Task prompt:
The stretch from the line with "print_text_output(&result);" through the line with "for region in" in the records below: write it out exactly, and nothing else.

(Saved entries)
»»

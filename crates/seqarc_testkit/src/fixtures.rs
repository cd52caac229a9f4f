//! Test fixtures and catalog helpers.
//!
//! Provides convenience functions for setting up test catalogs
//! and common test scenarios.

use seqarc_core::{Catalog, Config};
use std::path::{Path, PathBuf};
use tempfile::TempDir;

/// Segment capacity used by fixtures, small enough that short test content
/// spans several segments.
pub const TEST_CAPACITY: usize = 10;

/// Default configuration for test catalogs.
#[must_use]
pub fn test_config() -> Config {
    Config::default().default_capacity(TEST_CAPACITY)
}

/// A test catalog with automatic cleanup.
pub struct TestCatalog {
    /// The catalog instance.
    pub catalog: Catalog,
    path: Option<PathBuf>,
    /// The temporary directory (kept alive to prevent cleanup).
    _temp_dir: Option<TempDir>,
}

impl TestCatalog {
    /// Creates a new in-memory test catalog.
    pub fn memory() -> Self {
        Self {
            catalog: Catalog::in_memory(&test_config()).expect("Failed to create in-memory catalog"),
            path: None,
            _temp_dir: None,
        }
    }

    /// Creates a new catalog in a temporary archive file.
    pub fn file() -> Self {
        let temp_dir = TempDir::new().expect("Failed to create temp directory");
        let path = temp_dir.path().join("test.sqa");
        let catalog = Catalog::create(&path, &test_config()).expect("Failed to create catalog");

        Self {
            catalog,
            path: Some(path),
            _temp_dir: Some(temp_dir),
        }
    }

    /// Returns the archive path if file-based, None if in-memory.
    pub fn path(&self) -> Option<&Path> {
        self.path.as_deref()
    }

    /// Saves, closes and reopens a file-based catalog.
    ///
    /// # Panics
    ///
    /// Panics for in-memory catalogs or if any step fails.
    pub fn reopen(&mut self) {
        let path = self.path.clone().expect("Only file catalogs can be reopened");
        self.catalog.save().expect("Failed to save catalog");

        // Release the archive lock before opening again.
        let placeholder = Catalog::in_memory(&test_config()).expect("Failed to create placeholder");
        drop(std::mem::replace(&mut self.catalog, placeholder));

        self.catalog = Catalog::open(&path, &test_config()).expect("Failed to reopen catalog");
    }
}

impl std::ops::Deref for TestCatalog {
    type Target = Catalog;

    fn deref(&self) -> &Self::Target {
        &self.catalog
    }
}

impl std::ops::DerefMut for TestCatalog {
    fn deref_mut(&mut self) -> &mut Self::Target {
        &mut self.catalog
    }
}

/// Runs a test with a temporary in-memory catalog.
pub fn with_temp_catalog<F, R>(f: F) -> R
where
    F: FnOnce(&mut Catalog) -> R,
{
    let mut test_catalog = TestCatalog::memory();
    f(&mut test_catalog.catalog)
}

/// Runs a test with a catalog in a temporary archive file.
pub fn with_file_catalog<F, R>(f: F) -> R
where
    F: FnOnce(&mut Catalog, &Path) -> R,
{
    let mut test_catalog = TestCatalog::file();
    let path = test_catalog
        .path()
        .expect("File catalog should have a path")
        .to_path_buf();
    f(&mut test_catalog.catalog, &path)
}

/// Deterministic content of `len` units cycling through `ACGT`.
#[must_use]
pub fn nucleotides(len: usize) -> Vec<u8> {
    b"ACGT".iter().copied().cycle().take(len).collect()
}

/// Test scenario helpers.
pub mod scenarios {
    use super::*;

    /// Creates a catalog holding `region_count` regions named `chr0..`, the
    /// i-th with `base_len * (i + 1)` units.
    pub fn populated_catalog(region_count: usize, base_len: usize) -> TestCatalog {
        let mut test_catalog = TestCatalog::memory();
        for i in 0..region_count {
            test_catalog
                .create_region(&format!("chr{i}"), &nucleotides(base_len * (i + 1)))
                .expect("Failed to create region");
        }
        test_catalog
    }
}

««
»»

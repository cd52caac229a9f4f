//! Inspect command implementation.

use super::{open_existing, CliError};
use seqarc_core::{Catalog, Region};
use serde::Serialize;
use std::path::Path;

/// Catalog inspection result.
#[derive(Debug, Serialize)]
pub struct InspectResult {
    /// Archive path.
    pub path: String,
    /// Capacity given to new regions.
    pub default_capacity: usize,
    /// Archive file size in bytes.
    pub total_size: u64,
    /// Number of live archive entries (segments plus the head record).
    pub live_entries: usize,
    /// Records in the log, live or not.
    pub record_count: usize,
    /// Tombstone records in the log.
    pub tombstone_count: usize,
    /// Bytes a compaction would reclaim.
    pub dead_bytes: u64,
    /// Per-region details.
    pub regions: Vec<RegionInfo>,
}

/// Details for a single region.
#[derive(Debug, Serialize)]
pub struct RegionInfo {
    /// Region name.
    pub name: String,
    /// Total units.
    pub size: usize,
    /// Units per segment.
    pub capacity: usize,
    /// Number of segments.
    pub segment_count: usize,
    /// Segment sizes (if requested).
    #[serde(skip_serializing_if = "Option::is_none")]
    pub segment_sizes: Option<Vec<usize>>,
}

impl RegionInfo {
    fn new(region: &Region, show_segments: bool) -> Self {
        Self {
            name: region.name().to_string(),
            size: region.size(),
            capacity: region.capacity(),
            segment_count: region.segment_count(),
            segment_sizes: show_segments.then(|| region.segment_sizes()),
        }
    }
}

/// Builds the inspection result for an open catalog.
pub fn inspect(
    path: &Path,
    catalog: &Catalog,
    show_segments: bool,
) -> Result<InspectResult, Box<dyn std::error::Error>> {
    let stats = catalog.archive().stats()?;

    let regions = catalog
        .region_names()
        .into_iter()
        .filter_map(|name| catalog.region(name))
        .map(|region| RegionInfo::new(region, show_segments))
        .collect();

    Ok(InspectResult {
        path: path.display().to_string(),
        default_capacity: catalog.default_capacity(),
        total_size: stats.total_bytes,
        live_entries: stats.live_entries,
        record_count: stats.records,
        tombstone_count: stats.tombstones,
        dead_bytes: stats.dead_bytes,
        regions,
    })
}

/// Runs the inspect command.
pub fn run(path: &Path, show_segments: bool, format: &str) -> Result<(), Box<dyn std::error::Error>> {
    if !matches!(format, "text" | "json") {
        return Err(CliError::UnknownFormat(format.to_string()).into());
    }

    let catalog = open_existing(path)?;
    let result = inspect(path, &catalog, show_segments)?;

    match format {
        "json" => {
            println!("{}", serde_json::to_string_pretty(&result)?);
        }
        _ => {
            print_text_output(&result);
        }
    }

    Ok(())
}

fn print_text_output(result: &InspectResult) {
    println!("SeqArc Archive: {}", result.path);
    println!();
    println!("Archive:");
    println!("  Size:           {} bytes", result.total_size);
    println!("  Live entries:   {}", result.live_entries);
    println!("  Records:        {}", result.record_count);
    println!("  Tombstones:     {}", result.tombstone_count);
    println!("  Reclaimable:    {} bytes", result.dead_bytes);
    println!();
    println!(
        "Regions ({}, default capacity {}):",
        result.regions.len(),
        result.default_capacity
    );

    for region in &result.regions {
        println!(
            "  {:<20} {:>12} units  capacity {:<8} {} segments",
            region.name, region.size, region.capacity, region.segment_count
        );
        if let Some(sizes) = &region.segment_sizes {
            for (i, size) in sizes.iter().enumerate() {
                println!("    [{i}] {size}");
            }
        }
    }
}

««

Finished exercise:
            print_text_output(&result);
        }
    }

    Ok(())
}

fn print_text_output(result: &InspectResult) {
    println!("SeqArc Archive: {}", result.path);
    println!();
    println!("Archive:");
    println!("  Size:           {} bytes", result.total_size);
    println!("  Live entries:   {}", result.live_entries);
    println!("  Records:        {}", result.record_count);
    println!("  Tombstones:     {}", result.tombstone_count);
    println!("  Reclaimable:    {} bytes", result.dead_bytes);
    println!();
    println!(
        "Regions ({}, default capacity {}):",
        result.regions.len(),
        result.default_capacity
    );

    for region in &result.regions {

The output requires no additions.